LAX could take some lessons here, starting with John Wayne's dedicated offramp lane from the 55 that drops in and loops around to the front of terminal row. No muss. No. fuss. No stop lights. Same deal on the way out. You want the 405? Right this way. Wham. Bam. Thankee Ma'am. Were done.
In contrast, the dummies in LA, with the help of the state and the feds, built a multi-billion dollar freeway (the 105) that doesn't go anywhere. Instead of routing it along Century Blvd and into the airport terminal, the freeway abruptly ends in El Segundo, dumping LAX bound traffic into the suffocating gridlock on Sepulveda Blvd, a mile from the airport.

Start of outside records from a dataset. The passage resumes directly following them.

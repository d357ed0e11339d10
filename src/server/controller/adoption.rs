use axum::{
    extract::{Path, State},
    http::StatusCode,
    response::IntoResponse,
    Json,
};
use tower_sessions::Session;

use crate::{
    model::{
        adoption::{AdoptionDto, RegisterAdoptionRequest, UpdateAdoptionStatusRequest},
        api::{ErrorDto, ValidationErrorDto},
    },
    server::{
        controller::util::{
            identity::{get_identity, require_role},
            json::ApiJson,
        },
        error::Error,
        identity::Role,
        model::app::AppState,
        service::adoption::AdoptionService,
    },
};

pub static ADOPTION_TAG: &str = "adoption";

/// Apply to adopt a pet
#[utoipa::path(
    post,
    path = "/api/adoptions",
    tag = ADOPTION_TAG,
    request_body = RegisterAdoptionRequest,
    responses(
        (status = 201, description = "Adoption application submitted", body = AdoptionDto),
        (status = 400, description = "Invalid request body", body = ValidationErrorDto),
        (status = 401, description = "Not logged in", body = ErrorDto),
        (status = 404, description = "Pet not found", body = ErrorDto),
        (status = 500, description = "Internal server error", body = ErrorDto)
    ),
)]
pub async fn register_adoption(
    State(state): State<AppState>,
    session: Session,
    ApiJson(request): ApiJson<RegisterAdoptionRequest>,
) -> Result<impl IntoResponse, Error> {
    let identity = get_identity(&state, &session).await?;

    let application = AdoptionService::new(&state.db)
        .register_adoption(identity.user_id, request)
        .await?;

    Ok((StatusCode::CREATED, Json(application)))
}

/// List the logged in user's adoption applications
#[utoipa::path(
    get,
    path = "/api/adoptions",
    tag = ADOPTION_TAG,
    responses(
        (status = 200, description = "The user's applications", body = Vec<AdoptionDto>),
        (status = 401, description = "Not logged in", body = ErrorDto),
        (status = 500, description = "Internal server error", body = ErrorDto)
    ),
)]
pub async fn get_user_adoptions(
    State(state): State<AppState>,
    session: Session,
) -> Result<impl IntoResponse, Error> {
    let identity = get_identity(&state, &session).await?;

    let applications = AdoptionService::new(&state.db)
        .get_user_adoptions(identity.user_id)
        .await?;

    Ok((StatusCode::OK, Json(applications)))
}

/// List adoption applications for pets in the logged in user's shelter
#[utoipa::path(
    get,
    path = "/api/adoptions/shelter",
    tag = ADOPTION_TAG,
    responses(
        (status = 200, description = "Applications for the shelter's pets", body = Vec<AdoptionDto>),
        (status = 401, description = "Not logged in", body = ErrorDto),
        (status = 403, description = "Not a shelter owner", body = ErrorDto),
        (status = 404, description = "User has no shelter", body = ErrorDto),
        (status = 500, description = "Internal server error", body = ErrorDto)
    ),
)]
pub async fn get_shelter_adoptions(
    State(state): State<AppState>,
    session: Session,
) -> Result<impl IntoResponse, Error> {
    let identity = require_role(&state, &session, Role::ShelterOwner).await?;

    let applications = AdoptionService::new(&state.db)
        .get_shelter_adoptions(identity.user_id)
        .await?;

    Ok((StatusCode::OK, Json(applications)))
}

/// Get an adoption application by its applicant or the pet's shelter owner
#[utoipa::path(
    get,
    path = "/api/adoptions/{id}",
    tag = ADOPTION_TAG,
    params(("id" = i32, Path, description = "Adoption application ID")),
    responses(
        (status = 200, description = "Adoption application", body = AdoptionDto),
        (status = 401, description = "Not logged in", body = ErrorDto),
        (status = 403, description = "Neither the applicant nor the shelter owner", body = ErrorDto),
        (status = 404, description = "Adoption application not found", body = ErrorDto),
        (status = 500, description = "Internal server error", body = ErrorDto)
    ),
)]
pub async fn get_adoption(
    State(state): State<AppState>,
    session: Session,
    Path(application_id): Path<i32>,
) -> Result<impl IntoResponse, Error> {
    let identity = get_identity(&state, &session).await?;

    let application = AdoptionService::new(&state.db)
        .get_adoption(identity.user_id, application_id)
        .await?;

    Ok((StatusCode::OK, Json(application)))
}

/// Approve or decline an adoption application for a pet in the logged in user's shelter
#[utoipa::path(
    put,
    path = "/api/adoptions/{id}/status",
    tag = ADOPTION_TAG,
    params(("id" = i32, Path, description = "Adoption application ID")),
    request_body = UpdateAdoptionStatusRequest,
    responses(
        (status = 200, description = "Status updated", body = AdoptionDto),
        (status = 400, description = "Invalid request body or status", body = ValidationErrorDto),
        (status = 401, description = "Not logged in", body = ErrorDto),
        (status = 403, description = "Not the owner of the pet's shelter", body = ErrorDto),
        (status = 404, description = "Adoption application not found", body = ErrorDto),
        (status = 500, description = "Internal server error", body = ErrorDto)
    ),
)]
pub async fn update_adoption_status(
    State(state): State<AppState>,
    session: Session,
    Path(application_id): Path<i32>,
    ApiJson(request): ApiJson<UpdateAdoptionStatusRequest>,
) -> Result<impl IntoResponse, Error> {
    let identity = require_role(&state, &session, Role::ShelterOwner).await?;

    let application = AdoptionService::new(&state.db)
        .update_adoption_status(identity.user_id, application_id, request)
        .await?;

    Ok((StatusCode::OK, Json(application)))
}

/// Withdraw one of the logged in user's adoption applications
#[utoipa::path(
    delete,
    path = "/api/adoptions/{id}",
    tag = ADOPTION_TAG,
    params(("id" = i32, Path, description = "Adoption application ID")),
    responses(
        (status = 204, description = "Adoption application withdrawn"),
        (status = 401, description = "Not logged in", body = ErrorDto),
        (status = 403, description = "Not the applicant", body = ErrorDto),
        (status = 404, description = "Adoption application not found", body = ErrorDto),
        (status = 500, description = "Internal server error", body = ErrorDto)
    ),
)]
pub async fn remove_adoption(
    State(state): State<AppState>,
    session: Session,
    Path(application_id): Path<i32>,
) -> Result<impl IntoResponse, Error> {
    let identity = get_identity(&state, &session).await?;

    AdoptionService::new(&state.db)
        .remove_adoption(identity.user_id, application_id)
        .await?;

    Ok(StatusCode::NO_CONTENT)
}
//! Test context returned by [`TestBuilder`](crate::TestBuilder).

use std::sync::Arc;

use sea_orm::{sea_query::TableCreateStatement, ConnectionTrait, Database, DatabaseConnection};
use tower_sessions::{MemoryStore, Session};

use crate::error::TestError;

/// Test environment with an in-memory SQLite database and a memory-backed session.
pub struct TestContext {
    /// Database connection to in-memory SQLite database
    pub db: DatabaseConnection,
    /// Session for authentication flows
    pub session: Session,

    /// Counter used to generate unique fixture values such as emails
    pub(crate) sequence: u32,
}

impl TestContext {
    /// Convert the database connection into any type that can be constructed from it
    ///
    /// This allows conversion to AppState without a circular dependency between the
    /// test-utils crate and the main crate.
    ///
    /// ```ignore
    /// let state: AppState = test.to_app_state();
    /// ```
    pub fn to_app_state<T>(&self) -> T
    where
        T: From<DatabaseConnection>,
    {
        T::from(self.db.clone())
    }

    pub(crate) async fn new() -> Result<Self, TestError> {
        let store = Arc::new(MemoryStore::default());
        let session = Session::new(None, store, None);

        let db = Database::connect("sqlite::memory:").await?;

        Ok(Self {
            db,
            session,
            sequence: 0,
        })
    }

    pub(crate) async fn with_tables(&self, stmts: Vec<TableCreateStatement>) -> Result<(), TestError> {
        for stmt in stmts {
            self.db.execute(&stmt).await?;
        }

        Ok(())
    }

    pub(crate) fn next_sequence(&mut self) -> u32 {
        self.sequence += 1;
        self.sequence
    }
}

The smugly self-satisfied politicians and bureaucrats, who want to shove you into mass transit while they tool around town in a limo, signed off on the light rail project down the 105 median. Just like the freeway, that slick lookin' train doesn't go anywhere, neither. You can't take the train to the airport because it doesn't go there. WTH? You can't take it to the beach, neither. Close. But no Cohiba. Worse: the train doesn't come from anywhere you're at, it just sort of begins at the 605 Freeway. But, it's cool. Like the Monorail at Diz. And, Boy Howdy! Dam thing runs down the center of the freeway. That's the important thing.
Most of America will recognize the 105 from the Sandra Bullock movie, Speed, which was filmed just before the freeway opened in 1994, a quarter century after many of the homes along the route were condemned.
TWC can clearly remember the erie deserted streets, lined with forlorn windowless houses and long-dead lawns. Except for the plywood sheets screwed to the doorframes, the scene could have been drawn from a post-apoclyptic Stephen King novel.
And if all that wasn't bad enough, they bulldozed the Beach Boys home where it all began.